Okay, “Shake It Off” is genuinely terrible — mostly because the repetition is just so bad — and I really and truly believe that if anyone else except maybe Beyonce released it, it would’ve been universally panned and derided. But the rest of the album is very solid and super fun and satisfying. “Blank Space” is amazing and “Bad Blood” is so good and so hilariously dumb4 dramatic great. I L-O-V-E “Out of the Woods” and I could listen to it so loud and for so long that it would be considered torture were I inflicting it on another human being. So good.

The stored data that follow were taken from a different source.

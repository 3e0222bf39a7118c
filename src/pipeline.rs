//! Runs the reader and the converter as two processes joined by a pipe.
//!
//! The reader's stdout becomes the converter's stdin; the parent keeps no
//! handle to the pipe once both are running, so the converter sees end of
//! stream as soon as the reader exits. The temporary input file is removed on
//! every path out of [`execute`].

use std::fmt;
use std::path::{Path, PathBuf};
use std::process::Stdio;

use tokio::process::{Child, Command};
use tracing::{debug, error, info, warn};

use crate::discovery::{SelectedConverter, SelectedEngine};
use crate::error::{SpeakError, SpeakResult};
use crate::input::InputPayload;

/// Everything needed for one run, consumed by [`execute`].
#[derive(Debug)]
pub struct Plan {
    pub reader: SelectedEngine,
    pub converter: SelectedConverter,
    pub output: PathBuf,
}

#[derive(Debug, Clone, Copy, PartialEq, Eq)]
enum Stage {
    Idle,
    InputStaged,
    ProcessesSpawned,
    Waiting,
    Completed,
    Failed,
    Cleaned,
}

impl fmt::Display for Stage {
    fn fmt(&self, f: &mut fmt::Formatter<'_>) -> fmt::Result {
        fmt::Debug::fmt(self, f)
    }
}

struct Tracker {
    stage: Stage,
}

impl Tracker {
    fn advance(&mut self, next: Stage) {
        debug!("Pipeline {} -> {}", self.stage, next);
        self.stage = next;
    }
}

/// Stage the input, run both processes, and wait for the converter.
///
/// A non-zero exit of the reader is only logged: whatever it managed to write
/// has already been handed to the converter, so the output may be truncated.
pub async fn execute(plan: Plan, payload: &InputPayload) -> SpeakResult<()> {
    let mut tracker = Tracker { stage: Stage::Idle };
    let staged = payload.stage()?;
    tracker.advance(Stage::InputStaged);

    let result = run_processes(&plan, staged.path(), &mut tracker).await;
    tracker.advance(if result.is_ok() {
        Stage::Completed
    } else {
        Stage::Failed
    });

    debug!("Removing temporary file: {}", staged.path().display());
    if let Err(e) = staged.close() {
        warn!("Failed to remove temporary file: {}", e);
    }
    tracker.advance(Stage::Cleaned);
    result
}

async fn run_processes(
    plan: &Plan,
    input_file: &Path,
    tracker: &mut Tracker,
) -> SpeakResult<()> {
    let reader_args = plan.reader.command_line(input_file);
    let converter_args = plan.converter.engine.command_line(&plan.output);
    debug!("Final reader command: {} {:?}", plan.reader.name(), reader_args);
    debug!(
        "Final converter command: {} {:?}",
        plan.converter.engine.name(),
        converter_args
    );

    let mut reader = Command::new(&plan.reader.path)
        .args(&reader_args)
        .stdin(Stdio::null())
        .stdout(Stdio::piped())
        .stderr(Stdio::inherit())
        .spawn()
        .map_err(|source| SpeakError::Spawn {
            name: plan.reader.name().to_string(),
            source,
        })?;

    let stream: Stdio = match reader.stdout.take() {
        Some(stdout) => stdout.try_into().map_err(SpeakError::Io)?,
        None => {
            abort(&mut reader, plan.reader.name()).await;
            return Err(SpeakError::Io(std::io::Error::other(
                "reader stdout was not captured",
            )));
        }
    };

    let spawned = {
        let mut command = Command::new(&plan.converter.engine.path);
        command
            .args(&converter_args)
            .stdin(stream)
            .stdout(Stdio::null())
            .stderr(Stdio::inherit());
        // The command (and its copy of the pipe) is dropped with this scope.
        command.spawn()
    };
    let mut converter = match spawned {
        Ok(child) => child,
        Err(source) => {
            abort(&mut reader, plan.reader.name()).await;
            return Err(SpeakError::Spawn {
                name: plan.converter.engine.name().to_string(),
                source,
            });
        }
    };
    tracker.advance(Stage::ProcessesSpawned);

    info!(
        "Converting with {} | {} into {}",
        plan.reader.name(),
        plan.converter.engine.name(),
        plan.output.display()
    );

    tracker.advance(Stage::Waiting);
    let waited = tokio::select! {
        status = converter.wait() => status.map_err(|source| SpeakError::Wait {
            name: plan.converter.engine.name().to_string(),
            source,
        }),
        Ok(()) = tokio::signal::ctrl_c() => Err(SpeakError::Interrupted),
    };

    let status = match waited {
        Ok(status) => status,
        Err(e) => {
            error!("{}", e);
            abort(&mut converter, plan.converter.engine.name()).await;
            abort(&mut reader, plan.reader.name()).await;
            return Err(e);
        }
    };

    check_reader(&mut reader, plan.reader.name()).await?;

    if !status.success() {
        error!(
            "{} failed for output {}",
            plan.converter.engine.name(),
            plan.output.display()
        );
        return Err(SpeakError::ConverterFailed {
            name: plan.converter.engine.name().to_string(),
            status,
        });
    }

    info!("Audio written to {}", plan.output.display());
    Ok(())
}

/// Reap the reader once the converter is done; its exit status does not decide
/// the outcome of the run. A reader that hangs on can still be interrupted.
async fn check_reader(reader: &mut Child, name: &str) -> SpeakResult<()> {
    debug!("Waiting for {} to finish", name);
    let waited = tokio::select! {
        status = reader.wait() => Some(status),
        Ok(()) = tokio::signal::ctrl_c() => None,
    };
    match waited {
        Some(Ok(status)) if status.success() => debug!("{} finished", name),
        Some(Ok(status)) => warn!("{} exited with {}; the audio may be truncated", name, status),
        Some(Err(e)) => warn!("Could not collect {} exit status: {}", name, e),
        None => {
            error!("Interrupted while waiting for {}", name);
            abort(reader, name).await;
            return Err(SpeakError::Interrupted);
        }
    }
    Ok(())
}

/// Kill a child and reap it, ignoring a child that already exited.
async fn abort(child: &mut Child, name: &str) {
    if let Err(e) = child.start_kill() {
        debug!("{} was not running: {}", name, e);
    }
    if let Err(e) = child.wait().await {
        warn!("Could not reap {}: {}", name, e);
    }
}

#[cfg(all(test, unix))]
mod tests {
    use super::*;
    use crate::discovery::{Probe, select};
    use crate::engines::REGISTRY;
    use std::fs;
    use std::io::Cursor;
    use std::os::unix::fs::PermissionsExt;
    use tempfile::TempDir;

    const ESPEAK: &str = r#"#!/bin/sh
while [ "$#" -gt 0 ]; do
  if [ "$1" = "-f" ]; then /bin/cat "$2"; shift; fi
  shift
done
"#;

    const OGGENC: &str = r#"#!/bin/sh
out=""
while [ "$#" -gt 0 ]; do
  if [ "$1" = "-o" ]; then out="$2"; shift; fi
  shift
done
/bin/cat > "$out"
"#;

    struct Fixture {
        bin: TempDir,
        tmp: TempDir,
        out: TempDir,
    }

    fn fixture(reader: &str, converter: &str) -> Fixture {
        let bin = TempDir::new().unwrap();
        for (name, body) in [("espeak", reader), ("oggenc", converter)] {
            let path = bin.path().join(name);
            fs::write(&path, body).unwrap();
            fs::set_permissions(&path, fs::Permissions::from_mode(0o755)).unwrap();
        }
        Fixture {
            bin,
            tmp: TempDir::new().unwrap(),
            out: TempDir::new().unwrap(),
        }
    }

    impl Fixture {
        fn plan(&self, payload: &InputPayload) -> Plan {
            let probe = Probe::with_search_path(self.bin.path().as_os_str());
            let selection = select(&REGISTRY, &probe, None, None).unwrap();
            let output = self
                .out
                .path()
                .join(format!("{}{}", payload.title, selection.converter.extension));
            Plan {
                reader: selection.reader,
                converter: selection.converter,
                output,
            }
        }

        fn payload(&self, text: &str) -> InputPayload {
            crate::input::collect(Cursor::new(text.to_string()), self.tmp.path().to_path_buf())
                .unwrap()
        }

        fn temp_files(&self) -> usize {
            fs::read_dir(self.tmp.path()).unwrap().count()
        }
    }

    #[tokio::test]
    async fn pipes_reader_into_converter_and_cleans_up() {
        let fx = fixture(ESPEAK, OGGENC);
        let payload = fx.payload("Hello\nWorld\n");
        let plan = fx.plan(&payload);
        let output = plan.output.clone();

        execute(plan, &payload).await.unwrap();

        assert_eq!(fs::read_to_string(&output).unwrap(), "Hello\nWorld");
        assert_eq!(output.extension().unwrap(), "ogg");
        assert_eq!(fx.temp_files(), 0);
    }

    #[tokio::test]
    async fn failing_reader_still_produces_output() {
        let reader = "#!/bin/sh\nprintf partial\nexit 1\n";
        let fx = fixture(reader, OGGENC);
        let payload = fx.payload("Hello\n");
        let plan = fx.plan(&payload);
        let output = plan.output.clone();

        execute(plan, &payload).await.unwrap();

        assert_eq!(fs::read_to_string(&output).unwrap(), "partial");
        assert_eq!(fx.temp_files(), 0);
    }

    #[tokio::test]
    async fn converter_failure_is_reported_and_temp_removed() {
        let converter = "#!/bin/sh\n/bin/cat > /dev/null\nexit 3\n";
        let fx = fixture(ESPEAK, converter);
        let payload = fx.payload("Hello\n");
        let plan = fx.plan(&payload);

        let err = execute(plan, &payload).await.unwrap_err();

        assert!(matches!(err, SpeakError::ConverterFailed { ref name, .. } if name == "oggenc"));
        assert_eq!(fx.temp_files(), 0);
    }

    #[tokio::test]
    async fn spawn_failure_is_reported_and_temp_removed() {
        let fx = fixture(ESPEAK, OGGENC);
        let payload = fx.payload("Hello\n");
        let mut plan = fx.plan(&payload);
        plan.converter.engine.path = fx.bin.path().join("missing-oggenc");

        let err = execute(plan, &payload).await.unwrap_err();

        assert!(matches!(err, SpeakError::Spawn { ref name, .. } if name == "oggenc"));
        assert_eq!(fx.temp_files(), 0);
    }
}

1. Kiesza, Sound of a WomanAMAZON |

I know absolutely 100% nothing about Kiesza. I have her Wiki up right now to read AFTER I set this for posting because saying I know nothing about her has now piqued my curiosity enough to finally hit Google up. I do, however, know that I love this album.

I love her voice, especially when it gets kind of weird and throat-nasal on “Sound of a Woman” and I love that some of the songs, in particular “Hideaway” sound like perfect throwback 90s jamz a la La Bouche and CeCe Peniston. I mean, “What Is Love” is literally a Haddaway cover. She knows exactly what she’s doing.

I think “Losin’ My Mind” is a killer and “Bad Thing” is great and kind of crazy hot. And if that one doesn’t work for you ~sexually, “Piano” should. So solid, so fun, such a great listen all the way through.

Honorable Mentions

 

1. Even though he sometimes says stupid shit. To be fair, everyone I like says stupid shit. In fact, from here out feel free to assume that every human being I mention sometimes does and says stupid shit. Some stupider than others, obviously.

2. Which, here, means any time it’s 35 degrees or warmer and not snowing, basically.

3. I’m sorry, I am just not interested in contemporary country music! Sorry!

4. “Bandaids don’t fix bullet holes” and “Still got scars on my back from your knife” are amazingly dumb, but in that magical way that makes you really believe them and want to sing them loudly. But, like, let’s be real: there is not a single lyric on 1989 that is as good as “You made a rebel from a careless man’s careful daughter”, but that is also totally okay.